Corticosteroid induced hyperglycaemia

  • An individualised plan on the frequency of monitoring for hyperglycaemia should be agreed and shared.
  • Once daily dexamethasone can cause a characteristic pattern of a late afternoon/early evening rise in glucose levels. Monitoring for hyperglycaemia should therefore be carried out at this time.
  • If capillary blood glucose > 8mmol/L - refer to the following guidance: Diabetes UK (2021) End of Life Guidance for Diabetes Care 4th Edition.
  • Where treatment for hyperglycaemia is introduced or adjusted aim for blood glucose 6 to 15mmol/L or < 1+ glycosuria before the evening meal.
  • If steroids are taken twice daily, an alternative approach to monitoring and subsequent treatment will be required. Seek specialist advice.

 

Discharge planning/community use

Patient and carer advice points

  • Patients expected to be taking corticosteroids for more than 3 weeks should be given a Steroid Treatment Card and the leaflet contained in the manufacturer’s packaging.

Steroid Treatment Card

  • Doses should not be taken after 2pm to prevent sleep disturbance.
  • Dexamethasone should be taken with or after food.

 

References

British National Formulary (BNF). 76th ed. England: Pharmaceutical Press; 2018.

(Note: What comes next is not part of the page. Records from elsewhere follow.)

//! # Dispatch Configuration Module
//!
//! Provides configurable dispatch-selection parameters to avoid hardcoded
//! values and enable deployment-specific tuning. The direct-table heuristic
//! in particular is a tuning constant, not a correctness requirement - its
//! optimality is workload-dependent, so it is carried here rather than baked
//! into the selector.

use serde::{Deserialize, Serialize};

use crate::strategy::StrategyKind;

/// Dispatch selection configuration.
#[derive(Debug, Clone, Serialize, Deserialize, PartialEq)]
#[serde(default)]
pub struct DispatchConfig {
    /// Explicit strategy override. Always wins over the selection rules;
    /// incompatible overrides are rejected at table construction.
    pub strategy_override: Option<StrategyKind>,

    /// Density heuristic deciding when a direct-indexed table is worth its
    /// memory footprint.
    pub direct_table: DirectTableHeuristic,

    /// Whether unrecognized ids may be materialized as `GenericMessage`
    /// through the factory's generic fallback.
    pub generic_fallback: bool,
}

impl Default for DispatchConfig {
    fn default() -> Self {
        Self {
            strategy_override: None,
            direct_table: DirectTableHeuristic::default(),
            generic_fallback: false,
        }
    }
}

/// Direct-table admission heuristic.
///
/// A direct table spends `max_id + 1` slots to get O(1) dispatch, so it is
/// only selected when the id space is dense enough: the maximum id must lie
/// within `max_slack` of the descriptor count, or within `max_load_ratio`
/// times the count.
#[derive(Debug, Clone, Serialize, Deserialize, PartialEq)]
#[serde(default)]
pub struct DirectTableHeuristic {
    /// Absolute slack: admit when `max_id <= count + max_slack`.
    pub max_slack: u16,
    /// Relative slack: admit when `max_id <= count * max_load_ratio`.
    pub max_load_ratio: f64,
}

impl Default for DirectTableHeuristic {
    fn default() -> Self {
        Self {
            max_slack: 10,
            max_load_ratio: 1.1,
        }
    }
}

impl DirectTableHeuristic {
    /// Whether a set of `count` descriptors with maximum id `max_id`
    /// qualifies for direct-indexed dispatch.
    pub fn admits(&self, count: usize, max_id: types::MsgId) -> bool {
        if count == 0 {
            return false;
        }
        let max_id = max_id as usize;
        max_id <= count + self.max_slack as usize
            || (max_id as f64) <= (count as f64) * self.max_load_ratio
    }
}
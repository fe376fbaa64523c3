//! # Dispatch Engines
//!
//! ## Purpose
//!
//! The three interchangeable lookup algorithms behind every dispatch table:
//! direct-indexed table, binary search (strong and weak variants) and linear
//! scan. All engines answer the same question - which ordinal position, if
//! any, matches an `(id, offset)` pair - and for any valid pair they must
//! select the *same* position. That cross-engine agreement is a correctness
//! requirement of the protocol, not an incidental detail, and is enforced by
//! property tests below.
//!
//! ## Architecture Role
//!
//! Engines search over the [`IdTable`] abstraction rather than descriptor
//! sets directly, so the identical algorithms serve both the plain
//! descriptor tables (ids read from descriptor metadata) and the polymorphic
//! trampoline registry (ids read through a virtual call per probe).
//!
//! Auxiliary structures (the direct slot array, the duplicate-run table) are
//! computed once at construction and never mutated afterwards.

pub(crate) mod binary;
pub(crate) mod direct;
pub(crate) mod linear;

use types::{DescriptorSet, MsgId};

use crate::error::{RegistryError, RegistryResult};
use crate::strategy::StrategyKind;

pub(crate) use binary::RunTable;
pub(crate) use direct::DirectTable;

/// Read-only view of an ordered id sequence an engine can search.
pub(crate) trait IdTable {
    /// Number of entries.
    fn entries(&self) -> usize;
    /// Wire id at a position. May go through a virtual call (polymorphic
    /// registry) or a function pointer (dynamic-id descriptors).
    fn id_at(&self, pos: usize) -> MsgId;
    /// Type name at a position, for construction-time diagnostics.
    fn name_at(&self, pos: usize) -> &'static str;
}

impl IdTable for DescriptorSet {
    fn entries(&self) -> usize {
        self.len()
    }

    fn id_at(&self, pos: usize) -> MsgId {
        self.get(pos).map(|d| d.wire_id()).unwrap_or(MsgId::MAX)
    }

    fn name_at(&self, pos: usize) -> &'static str {
        self.get(pos).map(|d| d.name()).unwrap_or("<out of range>")
    }
}

/// A selected strategy together with its prepared lookup structures.
///
/// Built exactly once per table; `locate` is the single matching contract
/// shared by the typed dispatcher, the polymorphic registry and the factory.
#[derive(Debug, Clone)]
pub(crate) enum DispatchEngine {
    /// Matches nothing; the strategy of the empty descriptor set.
    None,
    /// O(1) direct-indexed table.
    Direct(DirectTable),
    /// Recursive midpoint search, strictly increasing ids.
    BinaryStrong,
    /// Recursive midpoint search plus cached duplicate runs.
    BinaryWeak(RunTable),
    /// Sequential scan, first equal id wins.
    LinearStrong,
    /// Sequential scan with duplicate-offset counting.
    LinearWeak,
}

impl DispatchEngine {
    /// Build the engine for an already-selected strategy.
    pub(crate) fn build<T: IdTable + ?Sized>(
        kind: StrategyKind,
        table: &T,
    ) -> RegistryResult<Self> {
        match kind {
            StrategyKind::None => {
                if table.entries() > 0 {
                    // A non-empty table under the no-op strategy would make
                    // every id unreachable; treat as misconfiguration.
                    return Err(RegistryError::strategy_mismatch(
                        kind,
                        crate::analyzer::Sortedness::Unsorted,
                        table.entries(),
                        "no-op strategy forced onto a non-empty descriptor set",
                    ));
                }
                Ok(DispatchEngine::None)
            }
            StrategyKind::Direct => Ok(DispatchEngine::Direct(DirectTable::build(table)?)),
            StrategyKind::BinarySearchStrong => Ok(DispatchEngine::BinaryStrong),
            StrategyKind::BinarySearchWeak => {
                Ok(DispatchEngine::BinaryWeak(RunTable::build(table)))
            }
            StrategyKind::LinearStrong => Ok(DispatchEngine::LinearStrong),
            StrategyKind::LinearWeak => Ok(DispatchEngine::LinearWeak),
        }
    }

    /// Ordinal position matching `(id, offset)`, if any.
    ///
    /// `offset` selects among duplicate-id descriptors (zero-based, in
    /// registration order); an offset beyond the duplicate run is no match.
    pub(crate) fn locate<T: IdTable + ?Sized>(
        &self,
        table: &T,
        id: MsgId,
        offset: u16,
    ) -> Option<usize> {
        match self {
            DispatchEngine::None => None,
            DispatchEngine::Direct(direct) => direct.locate(id, offset),
            DispatchEngine::BinaryStrong => {
                binary::locate_strong(table, id).filter(|_| offset == 0)
            }
            DispatchEngine::BinaryWeak(runs) => binary::locate_weak(table, runs, id, offset),
            DispatchEngine::LinearStrong => {
                linear::locate_strong(table, id).filter(|_| offset == 0)
            }
            DispatchEngine::LinearWeak => linear::locate_weak(table, id, offset),
        }
    }

    /// The strategy this engine realizes.
    pub(crate) fn kind(&self) -> StrategyKind {
        match self {
            DispatchEngine::None => StrategyKind::None,
            DispatchEngine::Direct(_) => StrategyKind::Direct,
            DispatchEngine::BinaryStrong => StrategyKind::BinarySearchStrong,
            DispatchEngine::BinaryWeak(_) => StrategyKind::BinarySearchWeak,
            DispatchEngine::LinearStrong => StrategyKind::LinearStrong,
            DispatchEngine::LinearWeak => StrategyKind::LinearWeak,
        }
    }
}

#[cfg(test)]
impl IdTable for Vec<MsgId> {
    fn entries(&self) -> usize {
        self.len()
    }

    fn id_at(&self, pos: usize) -> MsgId {
        self[pos]
    }

    fn name_at(&self, _pos: usize) -> &'static str {
        "<test id>"
    }
}

#[cfg(test)]
mod tests {
    use super::*;
    use proptest::prelude::*;

    fn engine(kind: StrategyKind, ids: &Vec<MsgId>) -> DispatchEngine {
        DispatchEngine::build(kind, ids).expect("engine build")
    }

    /// All applicable engines must agree on every (id, offset) probe.
    fn assert_agreement(ids: &Vec<MsgId>, kinds: &[StrategyKind]) {
        let engines: Vec<DispatchEngine> = kinds.iter().map(|k| engine(*k, ids)).collect();
        let max_id = ids.iter().copied().max().unwrap_or(0);

        for id in 0..=max_id.saturating_add(1) {
            for offset in 0..=(ids.len() as u16 + 1) {
                let results: Vec<Option<usize>> = engines
                    .iter()
                    .map(|e| e.locate(ids, id, offset))
                    .collect();
                for window in results.windows(2) {
                    assert_eq!(
                        window[0], window[1],
                        "engines disagree on id={id} offset={offset} for ids {ids:?} ({kinds:?})"
                    );
                }
            }
        }
    }

    #[test]
    fn none_engine_never_matches() {
        let ids: Vec<MsgId> = vec![];
        let engine = engine(StrategyKind::None, &ids);
        assert_eq!(engine.locate(&ids, 0, 0), None);
        assert_eq!(engine.locate(&ids, 42, 0), None);
    }

    #[test]
    fn none_engine_rejects_non_empty_tables() {
        let ids: Vec<MsgId> = vec![1, 2];
        assert!(DispatchEngine::build(StrategyKind::None, &ids).is_err());
    }

    #[test]
    fn duplicate_offsets_resolve_in_registration_order() {
        // [A(5), B(5), C(5)]: offsets 0..2 hit ordinals 0..2, offset 3 misses.
        let ids: Vec<MsgId> = vec![5, 5, 5];
        for kind in [StrategyKind::BinarySearchWeak, StrategyKind::LinearWeak] {
            let engine = engine(kind, &ids);
            assert_eq!(engine.locate(&ids, 5, 0), Some(0));
            assert_eq!(engine.locate(&ids, 5, 1), Some(1));
            assert_eq!(engine.locate(&ids, 5, 2), Some(2));
            assert_eq!(engine.locate(&ids, 5, 3), None);
            assert_eq!(engine.locate(&ids, 4, 0), None);
        }
    }

    #[test]
    fn strong_engines_agree_on_unique_sorted_ids() {
        let ids: Vec<MsgId> = vec![1, 2, 3, 7, 9];
        assert_agreement(
            &ids,
            &[
                StrategyKind::Direct,
                StrategyKind::BinarySearchStrong,
                StrategyKind::BinarySearchWeak,
                StrategyKind::LinearStrong,
                StrategyKind::LinearWeak,
            ],
        );
    }

    #[test]
    fn weak_engines_agree_on_duplicate_runs() {
        let ids: Vec<MsgId> = vec![1, 3, 3, 3, 8, 8, 12];
        assert_agreement(
            &ids,
            &[StrategyKind::BinarySearchWeak, StrategyKind::LinearWeak],
        );
    }

    proptest! {
        /// Engine agreement over arbitrary sorted id multisets.
        #[test]
        fn engines_agree_on_sorted_multisets(mut ids in proptest::collection::vec(0u16..64, 0..24)) {
            ids.sort_unstable();
            assert_agreement(
                &ids,
                &[StrategyKind::BinarySearchWeak, StrategyKind::LinearWeak],
            );
        }

        /// Unique sorted sets additionally admit the strong engines and,
        /// when dense, the direct table.
        #[test]
        fn engines_agree_on_unique_sorted_sets(ids in proptest::collection::btree_set(0u16..64, 0..24)) {
            let ids: Vec<MsgId> = ids.into_iter().collect();
            if ids.is_empty() {
                return Ok(());
            }
            assert_agreement(
                &ids,
                &[
                    StrategyKind::Direct,
                    StrategyKind::BinarySearchStrong,
                    StrategyKind::BinarySearchWeak,
                    StrategyKind::LinearStrong,
                    StrategyKind::LinearWeak,
                ],
            );
        }
    }
}
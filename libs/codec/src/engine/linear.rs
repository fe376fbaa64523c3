//! Linear-scan dispatch.
//!
//! O(n) worst case with no sortedness requirement, which makes it the only
//! engine valid for sets whose ids are resolved at runtime. For small dense
//! id constants the sequential comparison chain typically compiles down to a
//! jump table anyway. The weak variant counts how many earlier positions
//! share the probed id, so duplicate offsets resolve in registration order
//! even when the duplicates are not contiguous.

use types::MsgId;

use crate::engine::IdTable;

/// First position holding `id`, scanning in registration order.
pub(crate) fn locate_strong<T: IdTable + ?Sized>(table: &T, id: MsgId) -> Option<usize> {
    (0..table.entries()).find(|&pos| table.id_at(pos) == id)
}

/// Position of the `offset`-th occurrence of `id` in registration order.
pub(crate) fn locate_weak<T: IdTable + ?Sized>(
    table: &T,
    id: MsgId,
    offset: u16,
) -> Option<usize> {
    let mut seen = 0u16;
    for pos in 0..table.entries() {
        if table.id_at(pos) == id {
            if seen == offset {
                return Some(pos);
            }
            seen += 1;
        }
    }
    None
}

UK Medicines Information (UKMi). In use product safety assessment report for Dexamethasone injection 2014 [cited 2018 Oct 02]; Available from: https://www.ukmi.nhs.uk/filestore/ukmiaps/Dexamethasonereportversion2Oct2014final.pdf

Diabetes UK. End of Life Guidance for Diabetes Care 4th Edition. 2021 [cited 2021 Dec 23]; available from:  https://diabetes-resources-production.s3.eu-west-1.amazonaws.com/resources-s3/public/2021-11/EoL_TREND_FINAL2_0.pdf 

Duggan DE, Yeh KC, Matalia N, Ditzler CA, McMahon FG. Bioavailability of oral dexamethasone. Clin Pharmacol Ther. 1975;18(2):205-9.

Summaries of Product Characteristics (SPCs) www.medicines.org.uk.

Twycross R, Wilcock A, Howard P. Palliative Care Formulary PCF6. 6th ed. England: Pharmaceutical Press; 2017.